|State Pension Credit Bill [Lords]
Mr. Webb: When the Minister was running through his four pillars, the third one concerned targets for the Department. It struck me that the fact that the Department has targets at present backs up the need for amendment No. 19 because the Government do not have a specific numerical target for the rate of take-up of income support pension credit. There is no notion of ''it is now two thirds, we want it to be three quarters'' or ''it is three quarters and we want it to be
Column Number: 77four fifths''. That is the sort of target that we want, and amendment No. 19 would bring that about. The Government have general targets—more money for poor pensioners, or whatever—but not the specific target that the amendment would bring about.
Mr. McCartney: That is very interesting. A year ago, I remember that the Government were lambasted by Conservative Members for having too many targets. It was an absolute burden—targetitis. You can't win, can you? They moved the goal posts.
I thought that I made it quite clear to the hon. Gentleman, without reading any notes from officials, where I was coming from regarding transparency and the importance of the Pension Service giving a clear indication of where it is going regarding the uptake of pension credit and developing its role. We have ambitions for pension credit. It is a good policy, and we want to maximise the number of those who are entitled to it. I ask the hon. Gentleman to trust me on this, if he can. If I prove to be untrustworthy, I have no doubt that he will tell the House in no uncertain terms that that was the case. If he is setting out to ensure—if I have got it right—that the Department's targets for the Pension Service are to make the policy more effective, that is true. If he is asking whether the targets that we set look to the objectives that the Department has set itself, that is also true. I made it absolutely clear in my earlier remarks how that relates to the Treasury, and how we will implement the spending programme in a transparent way.

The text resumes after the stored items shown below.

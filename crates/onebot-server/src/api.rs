//! Typed OneBot v11 actions.
//!
//! Each method is a thin translation into [`Bot::call`]; params and result
//! shapes follow the OneBot v11 public API. Unknown result fields are ignored.

use onebot_core::Result;
use serde::{Deserialize, Serialize};
use serde_json::{json, Value};

use crate::bot::Bot;

/// Recipient of [`Bot::send_msg`].
#[derive(Clone, Copy, Debug, PartialEq, Eq)]
pub enum MessageTarget {
    Private(i64),
    Group(i64),
}

impl MessageTarget {
    fn params(self, message: Value, auto_escape: bool) -> Value {
        match self {
            Self::Private(user_id) => json!({
                "message_type": "private",
                "user_id": user_id,
                "message": message,
                "auto_escape": auto_escape,
            }),
            Self::Group(group_id) => json!({
                "message_type": "group",
                "group_id": group_id,
                "message": message,
                "auto_escape": auto_escape,
            }),
        }
    }
}

#[derive(Clone, Copy, Debug, PartialEq, Eq, Serialize, Deserialize)]
pub struct MessageId {
    pub message_id: i64,
}

#[derive(Clone, Debug, Default, Serialize, Deserialize)]
pub struct MessageSender {
    #[serde(default)]
    pub user_id: i64,
    #[serde(default)]
    pub nickname: String,
    #[serde(default)]
    pub card: Option<String>,
}

/// Result of `get_msg`.
#[derive(Clone, Debug, Serialize, Deserialize)]
pub struct MessageRecord {
    pub time: i64,
    pub message_type: String,
    pub message_id: i64,
    #[serde(default)]
    pub real_id: i64,
    #[serde(default)]
    pub sender: MessageSender,
    pub message: Value,
}

#[derive(Clone, Debug, PartialEq, Eq, Serialize, Deserialize)]
pub struct LoginInfo {
    pub user_id: i64,
    pub nickname: String,
}

#[derive(Clone, Debug, Serialize, Deserialize)]
pub struct StrangerInfo {
    pub user_id: i64,
    pub nickname: String,
    #[serde(default)]
    pub sex: String,
    #[serde(default)]
    pub age: i32,
}

#[derive(Clone, Debug, Serialize, Deserialize)]
pub struct FriendInfo {
    pub user_id: i64,
    pub nickname: String,
    #[serde(default)]
    pub remark: String,
}

#[derive(Clone, Debug, Serialize, Deserialize)]
pub struct GroupInfo {
    pub group_id: i64,
    pub group_name: String,
    #[serde(default)]
    pub member_count: i32,
    #[serde(default)]
    pub max_member_count: i32,
}

#[derive(Clone, Debug, Serialize, Deserialize)]
pub struct GroupMemberInfo {
    pub group_id: i64,
    pub user_id: i64,
    #[serde(default)]
    pub nickname: String,
    #[serde(default)]
    pub card: String,
    #[serde(default)]
    pub sex: String,
    #[serde(default)]
    pub age: i32,
    #[serde(default)]
    pub area: String,
    #[serde(default)]
    pub join_time: i64,
    #[serde(default)]
    pub last_sent_time: i64,
    #[serde(default)]
    pub level: String,
    /// `owner`, `admin` or `member`.
    #[serde(default)]
    pub role: String,
    #[serde(default)]
    pub unfriendly: bool,
    #[serde(default)]
    pub title: String,
    #[serde(default)]
    pub title_expire_time: i64,
    #[serde(default)]
    pub card_changeable: bool,
}

#[derive(Clone, Debug, Serialize, Deserialize)]
pub struct Status {
    /// `null` when the implementation cannot tell.
    #[serde(default)]
    pub online: Option<bool>,
    #[serde(default)]
    pub good: bool,
}

#[derive(Clone, Debug, Serialize, Deserialize)]
pub struct VersionInfo {
    pub app_name: String,
    #[serde(default)]
    pub app_version: String,
    #[serde(default)]
    pub protocol_version: String,
}

#[derive(Clone, Copy, Debug, Serialize, Deserialize)]
struct Capability {
    yes: bool,
}

impl Bot {
    // ── Messages ────────────────────────────────────────────────────

    pub async fn send_private_msg(
        &self,
        user_id: i64,
        message: impl Into<Value>,
        auto_escape: bool,
    ) -> Result<MessageId> {
        self.call_as(
            "send_private_msg",
            json!({"user_id": user_id, "message": message.into(), "auto_escape": auto_escape}),
        )
        .await
    }

    pub async fn send_group_msg(
        &self,
        group_id: i64,
        message: impl Into<Value>,
        auto_escape: bool,
    ) -> Result<MessageId> {
        self.call_as(
            "send_group_msg",
            json!({"group_id": group_id, "message": message.into(), "auto_escape": auto_escape}),
        )
        .await
    }

    pub async fn send_msg(
        &self,
        target: MessageTarget,
        message: impl Into<Value>,
        auto_escape: bool,
    ) -> Result<MessageId> {
        self.call_as("send_msg", target.params(message.into(), auto_escape))
            .await
    }

    pub async fn delete_msg(&self, message_id: i64) -> Result<()> {
        self.call("delete_msg", json!({"message_id": message_id}))
            .await
            .map(drop)
    }

    pub async fn get_msg(&self, message_id: i64) -> Result<MessageRecord> {
        self.call_as("get_msg", json!({"message_id": message_id}))
            .await
    }

    pub async fn send_like(&self, user_id: i64, times: u8) -> Result<()> {
        self.call("send_like", json!({"user_id": user_id, "times": times}))
            .await
            .map(drop)
    }

    // ── Group administration ────────────────────────────────────────

    pub async fn set_group_kick(
        &self,
        group_id: i64,
        user_id: i64,
        reject_add_request: bool,
    ) -> Result<()> {
        self.call(
            "set_group_kick",
            json!({
                "group_id": group_id,
                "user_id": user_id,
                "reject_add_request": reject_add_request,
            }),
        )
        .await
        .map(drop)
    }

    /// Mute `user_id` for `duration_secs`; `0` lifts the mute.
    pub async fn set_group_ban(&self, group_id: i64, user_id: i64, duration_secs: u64) -> Result<()> {
        self.call(
            "set_group_ban",
            json!({"group_id": group_id, "user_id": user_id, "duration": duration_secs}),
        )
        .await
        .map(drop)
    }

    pub async fn set_group_whole_ban(&self, group_id: i64, enable: bool) -> Result<()> {
        self.call(
            "set_group_whole_ban",
            json!({"group_id": group_id, "enable": enable}),
        )
        .await
        .map(drop)
    }

    pub async fn set_group_admin(&self, group_id: i64, user_id: i64, enable: bool) -> Result<()> {
        self.call(
            "set_group_admin",
            json!({"group_id": group_id, "user_id": user_id, "enable": enable}),
        )
        .await
        .map(drop)
    }

    /// An empty `card` clears the member's group card.
    pub async fn set_group_card(&self, group_id: i64, user_id: i64, card: &str) -> Result<()> {
        self.call(
            "set_group_card",
            json!({"group_id": group_id, "user_id": user_id, "card": card}),
        )
        .await
        .map(drop)
    }

    pub async fn set_group_name(&self, group_id: i64, group_name: &str) -> Result<()> {
        self.call(
            "set_group_name",
            json!({"group_id": group_id, "group_name": group_name}),
        )
        .await
        .map(drop)
    }

    pub async fn set_group_leave(&self, group_id: i64, is_dismiss: bool) -> Result<()> {
        self.call(
            "set_group_leave",
            json!({"group_id": group_id, "is_dismiss": is_dismiss}),
        )
        .await
        .map(drop)
    }

    pub async fn set_group_special_title(
        &self,
        group_id: i64,
        user_id: i64,
        special_title: &str,
        duration_secs: i64,
    ) -> Result<()> {
        self.call(
            "set_group_special_title",
            json!({
                "group_id": group_id,
                "user_id": user_id,
                "special_title": special_title,
                "duration": duration_secs,
            }),
        )
        .await
        .map(drop)
    }

    // ── Requests ────────────────────────────────────────────────────

    /// Answer a friend request; `flag` comes from the `request.friend` event.
    pub async fn set_friend_add_request(&self, flag: &str, approve: bool, remark: &str) -> Result<()> {
        self.call(
            "set_friend_add_request",
            json!({"flag": flag, "approve": approve, "remark": remark}),
        )
        .await
        .map(drop)
    }

    /// Answer a group join (`add`) or invitation (`invite`) request.
    pub async fn set_group_add_request(
        &self,
        flag: &str,
        sub_type: &str,
        approve: bool,
        reason: &str,
    ) -> Result<()> {
        self.call(
            "set_group_add_request",
            json!({"flag": flag, "sub_type": sub_type, "approve": approve, "reason": reason}),
        )
        .await
        .map(drop)
    }

    // ── Queries ─────────────────────────────────────────────────────

    pub async fn get_login_info(&self) -> Result<LoginInfo> {
        self.call_as("get_login_info", json!({})).await
    }

    pub async fn get_stranger_info(&self, user_id: i64, no_cache: bool) -> Result<StrangerInfo> {
        self.call_as(
            "get_stranger_info",
            json!({"user_id": user_id, "no_cache": no_cache}),
        )
        .await
    }

    pub async fn get_friend_list(&self) -> Result<Vec<FriendInfo>> {
        self.call_as("get_friend_list", json!({})).await
    }

    pub async fn get_group_info(&self, group_id: i64, no_cache: bool) -> Result<GroupInfo> {
        self.call_as(
            "get_group_info",
            json!({"group_id": group_id, "no_cache": no_cache}),
        )
        .await
    }

    pub async fn get_group_list(&self) -> Result<Vec<GroupInfo>> {
        self.call_as("get_group_list", json!({})).await
    }

    pub async fn get_group_member_info(
        &self,
        group_id: i64,
        user_id: i64,
        no_cache: bool,
    ) -> Result<GroupMemberInfo> {
        self.call_as(
            "get_group_member_info",
            json!({"group_id": group_id, "user_id": user_id, "no_cache": no_cache}),
        )
        .await
    }

    pub async fn get_group_member_list(&self, group_id: i64) -> Result<Vec<GroupMemberInfo>> {
        self.call_as("get_group_member_list", json!({"group_id": group_id}))
            .await
    }

    pub async fn get_status(&self) -> Result<Status> {
        self.call_as("get_status", json!({})).await
    }

    pub async fn get_version_info(&self) -> Result<VersionInfo> {
        self.call_as("get_version_info", json!({})).await
    }

    pub async fn can_send_image(&self) -> Result<bool> {
        let capability: Capability = self.call_as("can_send_image", json!({})).await?;
        Ok(capability.yes)
    }

    pub async fn can_send_record(&self) -> Result<bool> {
        let capability: Capability = self.call_as("can_send_record", json!({})).await?;
        Ok(capability.yes)
    }

    pub async fn clean_cache(&self) -> Result<()> {
        self.call("clean_cache", json!({})).await.map(drop)
    }
}
use serde::{Deserialize, Serialize};
use serde_json::Value;
use std::fmt;
use std::str::FromStr;
use std::sync::atomic::{AtomicU64, Ordering};
use uuid::Uuid;

macro_rules! branded_id {
    ($name:ident, $prefix:expr) => {
        #[derive(Clone, Debug, Hash, Eq, PartialEq, Serialize, Deserialize)]
        #[serde(transparent)]
        pub struct $name(String);

        impl $name {
            pub fn new() -> Self {
                Self(format!("{}_{}", $prefix, Uuid::now_v7()))
            }

            pub fn from_raw(s: impl Into<String>) -> Self {
                Self(s.into())
            }

            pub fn as_str(&self) -> &str {
                &self.0
            }
        }

        impl Default for $name {
            fn default() -> Self {
                Self::new()
            }
        }

        impl fmt::Display for $name {
            fn fmt(&self, f: &mut fmt::Formatter<'_>) -> fmt::Result {
                f.write_str(&self.0)
            }
        }

        impl FromStr for $name {
            type Err = std::convert::Infallible;
            fn from_str(s: &str) -> Result<Self, Self::Err> {
                Ok(Self(s.to_owned()))
            }
        }

        impl AsRef<str> for $name {
            fn as_ref(&self) -> &str {
                &self.0
            }
        }
    };
}

branded_id!(PeerId, "peer");

/// Correlation token attached to a call and echoed back unchanged in its response.
#[derive(Clone, Debug, Hash, Eq, PartialEq, Serialize, Deserialize)]
#[serde(transparent)]
pub struct Echo(String);

impl Echo {
    pub fn from_raw(s: impl Into<String>) -> Self {
        Self(s.into())
    }

    /// Read an echo from a JSON value. Peers echo back whatever they were
    /// sent, but some stringify it and some turn it into a number.
    pub fn from_value(value: &Value) -> Option<Self> {
        match value {
            Value::String(s) => Some(Self(s.clone())),
            Value::Number(n) => Some(Self(n.to_string())),
            _ => None,
        }
    }

    pub fn as_str(&self) -> &str {
        &self.0
    }
}

impl fmt::Display for Echo {
    fn fmt(&self, f: &mut fmt::Formatter<'_>) -> fmt::Result {
        f.write_str(&self.0)
    }
}

/// Issues echo tokens from a strictly increasing counter.
///
/// Tokens never repeat for the lifetime of the generator, so two calls issued
/// in the same instant still get distinct tokens.
#[derive(Debug)]
pub struct EchoGenerator {
    next: AtomicU64,
}

impl EchoGenerator {
    pub const fn new() -> Self {
        Self {
            next: AtomicU64::new(1),
        }
    }

    pub fn next_echo(&self) -> Echo {
        let n = self.next.fetch_add(1, Ordering::Relaxed);
        Echo(n.to_string())
    }
}

impl Default for EchoGenerator {
    fn default() -> Self {
        Self::new()
    }
}
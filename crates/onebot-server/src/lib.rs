//! # onebot-server
//!
//! Reverse WebSocket transport for OneBot v11. The bot client connects to
//! us; we receive its events and issue calls correlated by `echo`.
//!
//! ```no_run
//! use onebot_server::{Bot, EventKey, ServerConfig};
//!
//! # async fn run() -> onebot_core::Result<()> {
//! let bot = Bot::new(ServerConfig::default());
//! bot.on("message.group", |event: &onebot_core::Event| {
//!     tracing::info!(key = %event.key(), "group message");
//!     Ok(())
//! });
//! bot.on(EventKey::Any, |_event: &onebot_core::Event| Ok(()));
//! bot.init().await?;
//! let me = bot.get_login_info().await;
//! # let _ = me;
//! bot.dispose().await;
//! # Ok(())
//! # }
//! ```

pub mod api;
pub mod bot;
pub mod config;
pub mod connection;
pub mod correlator;
pub mod dispatcher;
pub mod session;

pub use api::{
    FriendInfo, GroupInfo, GroupMemberInfo, LoginInfo, MessageId, MessageRecord, MessageSender,
    MessageTarget, Status, StrangerInfo, VersionInfo,
};
pub use bot::Bot;
pub use config::ServerConfig;
pub use connection::{ConnectionEvent, ConnectionManager, PeerInfo};
pub use dispatcher::{listener, EventKey, EventListener, Listener, ListenerRegistry, ListenerResult};
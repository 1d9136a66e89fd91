use serde::{Deserialize, Serialize};
use std::fmt;

/// Request sent from the controller to a tab's interactor.
#[derive(Debug, Clone, PartialEq, Eq, Serialize, Deserialize)]
#[serde(tag = "action", rename_all = "camelCase")]
pub enum ActivationRequest {
    AddSampleComment,
}

/// What a successful cycle touched and typed.
#[derive(Debug, Clone, PartialEq, Eq, Serialize, Deserialize)]
#[serde(rename_all = "camelCase")]
pub struct ActivationResult {
    pub comment_button: String,
    pub text_input: String,
    pub sample_text: String,
}

/// Reply to an [`ActivationRequest`].
///
/// Serialized as `{"success":true,"result":{..}}` or
/// `{"success":false,"error":".."}`.
#[derive(Debug, Clone, PartialEq, Eq, Serialize, Deserialize)]
pub struct ActivationResponse {
    pub success: bool,
    #[serde(default, skip_serializing_if = "Option::is_none")]
    pub result: Option<ActivationResult>,
    #[serde(default, skip_serializing_if = "Option::is_none")]
    pub error: Option<String>,
}

impl ActivationResponse {
    pub fn ok(result: ActivationResult) -> Self {
        Self {
            success: true,
            result: Some(result),
            error: None,
        }
    }

    pub fn failed(message: impl Into<String>) -> Self {
        Self {
            success: false,
            result: None,
            error: Some(message.into()),
        }
    }

    pub fn into_result(self) -> Result<ActivationResult, String> {
        match (self.success, self.result, self.error) {
            (true, Some(result), _) => Ok(result),
            (_, _, Some(error)) => Err(error),
            _ => Err("malformed response".to_string()),
        }
    }
}

/// CDP target id of a browser tab.
#[derive(Debug, Clone, PartialEq, Eq, Hash, PartialOrd, Ord, Serialize, Deserialize)]
#[serde(transparent)]
pub struct TabId(pub String);

impl fmt::Display for TabId {
    fn fmt(&self, f: &mut fmt::Formatter<'_>) -> fmt::Result {
        f.write_str(&self.0)
    }
}

impl From<&str> for TabId {
    fn from(id: &str) -> Self {
        Self(id.to_string())
    }
}

/// The tab a trigger was raised on.
#[derive(Debug, Clone, PartialEq, Eq, Serialize, Deserialize)]
pub struct TabInfo {
    pub id: TabId,
    pub url: String,
}

impl TabInfo {
    pub fn new(id: impl Into<String>, url: impl Into<String>) -> Self {
        Self {
            id: TabId(id.into()),
            url: url.into(),
        }
    }
}

/// Events streamed to observers of the controller.
#[derive(Debug, Clone, PartialEq, Serialize, Deserialize)]
#[serde(tag = "event", rename_all = "snake_case")]
pub enum CycleEvent {
    Ignored { tab: TabId, url: String },
    Dispatched { tab: TabId },
    Completed { tab: TabId, response: ActivationResponse },
    TransportFailed { tab: TabId, error: String },
}

impl CycleEvent {
    pub fn name(&self) -> &'static str {
        match self {
            CycleEvent::Ignored { .. } => "ignored",
            CycleEvent::Dispatched { .. } => "dispatched",
            CycleEvent::Completed { .. } => "completed",
            CycleEvent::TransportFailed { .. } => "transport_failed",
        }
    }
}

/// What a single trigger ended in, as seen by the trigger surface.
#[derive(Debug, Clone, PartialEq, Serialize, Deserialize)]
#[serde(tag = "outcome", rename_all = "snake_case")]
pub enum TriggerOutcome {
    Ignored,
    Completed { response: ActivationResponse },
    TransportFailed { error: String },
}
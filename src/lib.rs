//! Sample-comment automation for a single target site.
//!
//! A [`controller::TriggerController`] decides whether a tab is on the target
//! site and asks that tab's interactor, over the [`bus::MessageBus`], to run one
//! activation cycle. The [`interactor::Interactor`] drives a [`page::Page`]
//! through the cycle: find the comment button, press it, find the text input
//! that appears and type the sample text into it.

pub mod bus;
pub mod config;
pub mod controller;
pub mod error;
pub mod interactor;
pub mod page;
pub mod race;
pub mod types;

pub use bus::MessageBus;
pub use config::{Config, InteractorConfig};
pub use controller::TriggerController;
pub use error::{DomError, ErrorKind, InteractError, TransportError};
pub use interactor::{Interactor, spawn_interactor};
pub use page::{ElementHandle, ElementKind, Page, SyntheticEvent};
pub use types::{
    ActivationRequest, ActivationResponse, ActivationResult, CycleEvent, TabId, TabInfo,
    TriggerOutcome,
};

Mr. Clappison: I am grateful to the Minister for that contribution, which covered a number a points that I will study in detail. He says that it will pay to save as a result of the pension credit, but he will be aware that it is the existence of the minimum income guarantee that made it not worthwhile to save in the first place. It is common ground that anybody, whatever their background, in the appropriate thresholds will be aware that losing 100 per cent. of their savings from their benefit is not an incentive to save. The whole purpose of the savings guarantee that the Bill will put in place is to remedy the problems that the minimum income guarantee is creating by way of disincentives. That is the nature of the problem.
Maria Eagle: That is no different from the situation in respect of income support that existed for pensioners before the minimum income guarantee. The hon. Gentleman seems to be complaining about the fact that the Government have put in a higher level of support through the minimum income guarantee. How can he complain about giving pensioners a decent minimum?
Mr. Clappison: I am trying to do justice to the Government's case because they were aware of the problem and have tried to do something about it. I am examining whether they have gone about it in the right way. I do not want to go back over the points about the difference between income support and the minimum income guarantee, but the hon. Lady will be fully aware that the minimum income guarantee is now much higher than the basic state pension, and it is likely to get higher still. As matters stand, it would not pay to save with the minimum income guarantee without a savings credit because there would be a 100
Column Number: 78per cent. rate of withdrawal. The hon. Lady will accept and appreciate that point.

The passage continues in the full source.